Das ACID-Paradigma ist die Grundlage für zuverlässige Transaktionen in Datenbanksystemen. Die vier Buchstaben stehen für die Kernprinzipien, die ein Datenbanksystem erfüllen sollte, um Datenintegrität zu gewährleisten. In diesem Abschnitt werden wir jede dieser Eigenschaften im Detail betrachten.
Atomarität (Atomicity)¶
Warum ist Atomarität wichtig?¶
Stell dir vor, du überweist Geld von deinem Konto an einen Freund. Dieser Vorgang besteht aus mindestens zwei Operationen: dem Abbuchen von deinem Konto und dem Gutschreiben auf dem Konto deines Freundes. Was würde passieren, wenn das System nach der ersten Operation, aber vor der zweiten abstürzt? Das Geld wäre “verschwunden” – von deinem Konto abgebucht, aber nie bei deinem Freund angekommen.
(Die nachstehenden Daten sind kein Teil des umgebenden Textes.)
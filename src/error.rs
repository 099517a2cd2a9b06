//! Error taxonomy for the annotation engine.
//!
//! Every variant here is recovered inside the controller that detects it; the
//! engine logs it and drops the offending event. Nothing propagates to the host
//! as a panic.

/// Errors raised by geometry, path parsing, and coordinate conversion.
#[derive(Debug, Clone, PartialEq, thiserror::Error)]
pub enum EditorError {
    /// A transform with (near) zero determinant or zero scale was inverted or divided by.
    #[error("transform is singular (det = {det})")]
    SingularTransform { det: f64 },
    /// The host has not supplied a screen transform yet (surface not laid out).
    #[error("screen transform is not available")]
    ViewportUnavailable,
    /// Path data contained a token that is not a supported command or coordinate.
    #[error("malformed path token '{token}': {reason}")]
    MalformedPath { token: String, reason: String },
    /// A JSON snapshot could not be decoded.
    #[error("invalid snapshot: {0}")]
    Snapshot(String),
    /// A browser API the host binding relies on failed or was missing.
    #[error("host call failed: {0}")]
    Host(String),
}

impl From<serde_json::Error> for EditorError {
    fn from(err: serde_json::Error) -> Self {
        Self::Snapshot(err.to_string())
    }
}

/// Errors raised while loading an [`crate::config::EditorConfig`].
#[derive(Debug, thiserror::Error)]
pub enum ConfigError {
    /// The configuration document is not valid JSON for the config schema.
    #[error("failed to parse editor config: {0}")]
    Json(#[from] serde_json::Error),
    /// A field parsed but holds a value the engine cannot work with.
    #[error("invalid editor config field '{field}': {reason}")]
    Invalid { field: &'static str, reason: String },
}
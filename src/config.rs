//! Editor tunables, loaded from a JSON document supplied by the host page.

#[cfg(test)]
#[path = "config_test.rs"]
mod config_test;

use serde::{Deserialize, Serialize};

use crate::consts::{
    DEFAULT_DOUBLE_CLICK_MS, DEFAULT_DOUBLE_CLICK_RADIUS_PX, DEFAULT_FONT, DEFAULT_LANG, DEFAULT_MIN_BOX_SIZE,
    DEFAULT_ROTATE_STEP_DEG, DEFAULT_TOUCH_DEBOUNCE_MS, DEFAULT_ZOOM_FACTOR, HANDLE_RADIUS_PX,
};
use crate::error::ConfigError;

/// Tuning knobs for gestures and text entry. Missing fields take their defaults.
#[derive(Debug, Clone, PartialEq, Serialize, Deserialize)]
#[serde(default)]
pub struct EditorConfig {
    /// Relative zoom per wheel notch.
    pub zoom_factor: f64,
    /// Degrees rotated per shift+wheel notch.
    pub rotate_step_deg: f64,
    /// Window after a two-finger gesture during which new gestures are ignored, in milliseconds.
    pub touch_debounce_ms: f64,
    /// Maximum delay between the two presses of a double-click, in milliseconds.
    pub double_click_ms: f64,
    /// Maximum client-space distance between the two presses of a double-click.
    pub double_click_radius_px: f64,
    /// Drawn text boxes must exceed this in both dimensions.
    pub min_box_size: f64,
    /// Screen radius of scale and path handles.
    pub handle_radius_px: f64,
    /// CSS font shorthand for new spans.
    pub font: String,
    /// Language tag for new spans.
    pub lang: String,
}

impl Default for EditorConfig {
    fn default() -> Self {
        Self {
            zoom_factor: DEFAULT_ZOOM_FACTOR,
            rotate_step_deg: DEFAULT_ROTATE_STEP_DEG,
            touch_debounce_ms: DEFAULT_TOUCH_DEBOUNCE_MS,
            double_click_ms: DEFAULT_DOUBLE_CLICK_MS,
            double_click_radius_px: DEFAULT_DOUBLE_CLICK_RADIUS_PX,
            min_box_size: DEFAULT_MIN_BOX_SIZE,
            handle_radius_px: HANDLE_RADIUS_PX,
            font: DEFAULT_FONT.to_owned(),
            lang: DEFAULT_LANG.to_owned(),
        }
    }
}

impl EditorConfig {
    /// Parse and validate a JSON config document.
    ///
    /// # Errors
    ///
    /// Returns [`ConfigError::Json`] for malformed JSON and [`ConfigError::Invalid`]
    /// for out-of-range values.
    pub fn from_json(text: &str) -> Result<Self, ConfigError> {
        let config: Self = serde_json::from_str(text)?;
        config.validate()?;
        Ok(config)
    }

    /// Check that every field holds a usable value.
    ///
    /// # Errors
    ///
    /// Returns [`ConfigError::Invalid`] naming the first offending field.
    pub fn validate(&self) -> Result<(), ConfigError> {
        positive("zoom_factor", self.zoom_factor)?;
        finite("rotate_step_deg", self.rotate_step_deg)?;
        non_negative("touch_debounce_ms", self.touch_debounce_ms)?;
        non_negative("double_click_ms", self.double_click_ms)?;
        non_negative("double_click_radius_px", self.double_click_radius_px)?;
        non_negative("min_box_size", self.min_box_size)?;
        positive("handle_radius_px", self.handle_radius_px)?;
        if self.font.trim().is_empty() {
            return Err(ConfigError::Invalid { field: "font", reason: "must not be empty".into() });
        }
        if self.lang.trim().is_empty() {
            return Err(ConfigError::Invalid { field: "lang", reason: "must not be empty".into() });
        }
        Ok(())
    }
}

fn finite(field: &'static str, value: f64) -> Result<(), ConfigError> {
    if value.is_finite() {
        Ok(())
    } else {
        Err(ConfigError::Invalid { field, reason: format!("{value} is not finite") })
    }
}

fn positive(field: &'static str, value: f64) -> Result<(), ConfigError> {
    finite(field, value)?;
    if value > 0.0 {
        Ok(())
    } else {
        Err(ConfigError::Invalid { field, reason: format!("{value} must be greater than zero") })
    }
}

fn non_negative(field: &'static str, value: f64) -> Result<(), ConfigError> {
    finite(field, value)?;
    if value >= 0.0 {
        Ok(())
    } else {
        Err(ConfigError::Invalid { field, reason: format!("{value} must not be negative") })
    }
}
Atomarität verhindert solche Szenarien, indem sie garantiert, dass eine Transaktion entweder vollständig oder gar nicht ausgeführt wird. Es gibt kein “teilweise abgeschlossen” – eine Transaktion ist unteilbar (atomar).
Was bedeutet Atomarität genau?¶
Atomarität bedeutet “Unteilbarkeit”. Eine Transaktion wird als eine einzelne, unteilbare Einheit betrachtet, die entweder vollständig erfolgreich ist oder vollständig fehlschlägt. Die Datenbank muss sicherstellen, dass es keinen Zwischenzustand gibt, in dem nur ein Teil der Operationen ausgeführt wurde Bernstein & Newcomer (2009).
Wie wird Atomarität implementiert?¶
Datenbanksysteme implementieren Atomarität typischerweise durch:
- Logging: Bevor eine Änderung durchgeführt wird, wird sie in einem Transaktionslog festgehalten.
- Zweiphasen-Commit: Bei verteilten Datenbanken wird ein zweiphasiger Commit-Prozess verwendet, um sicherzustellen, dass alle beteiligten Systeme bereit sind, die Änderungen zu übernehmen.
- Rollback-Mechanismen: Bei Fehlern kann die Datenbank anhand des Logs alle bereits durchgeführten Änderungen rückgängig machen.
In SQL können wir Atomarität durch die Verwendung von BEGIN TRANSACTION
, COMMIT
und ROLLBACK
steuern:
-- Beginne eine atomare Transaktion
BEGIN TRANSACTION;
-- Operation 1: Geld vom Konto abbuchen
UPDATE Konten SET Kontostand = Kontostand - 1000 WHERE KontoID = 12345;
-- Operation 2: Geld auf anderes Konto einzahlen
UPDATE Konten SET Kontostand = Kontostand + 1000 WHERE KontoID = 67890;
-- Wenn alles erfolgreich war: Änderungen permanent machen
COMMIT;
-- Bei Fehlern: Änderungen rückgängig machen
-- ROLLBACK;
Was passiert, wenn Atomarität nicht gewährleistet ist?¶
Ohne Atomarität könnten folgende Probleme auftreten:
- Geldverlust: Bei Banküberweisung könnte Geld “verschwinden”, wenn nur eine Teiloperation durchgeführt wird.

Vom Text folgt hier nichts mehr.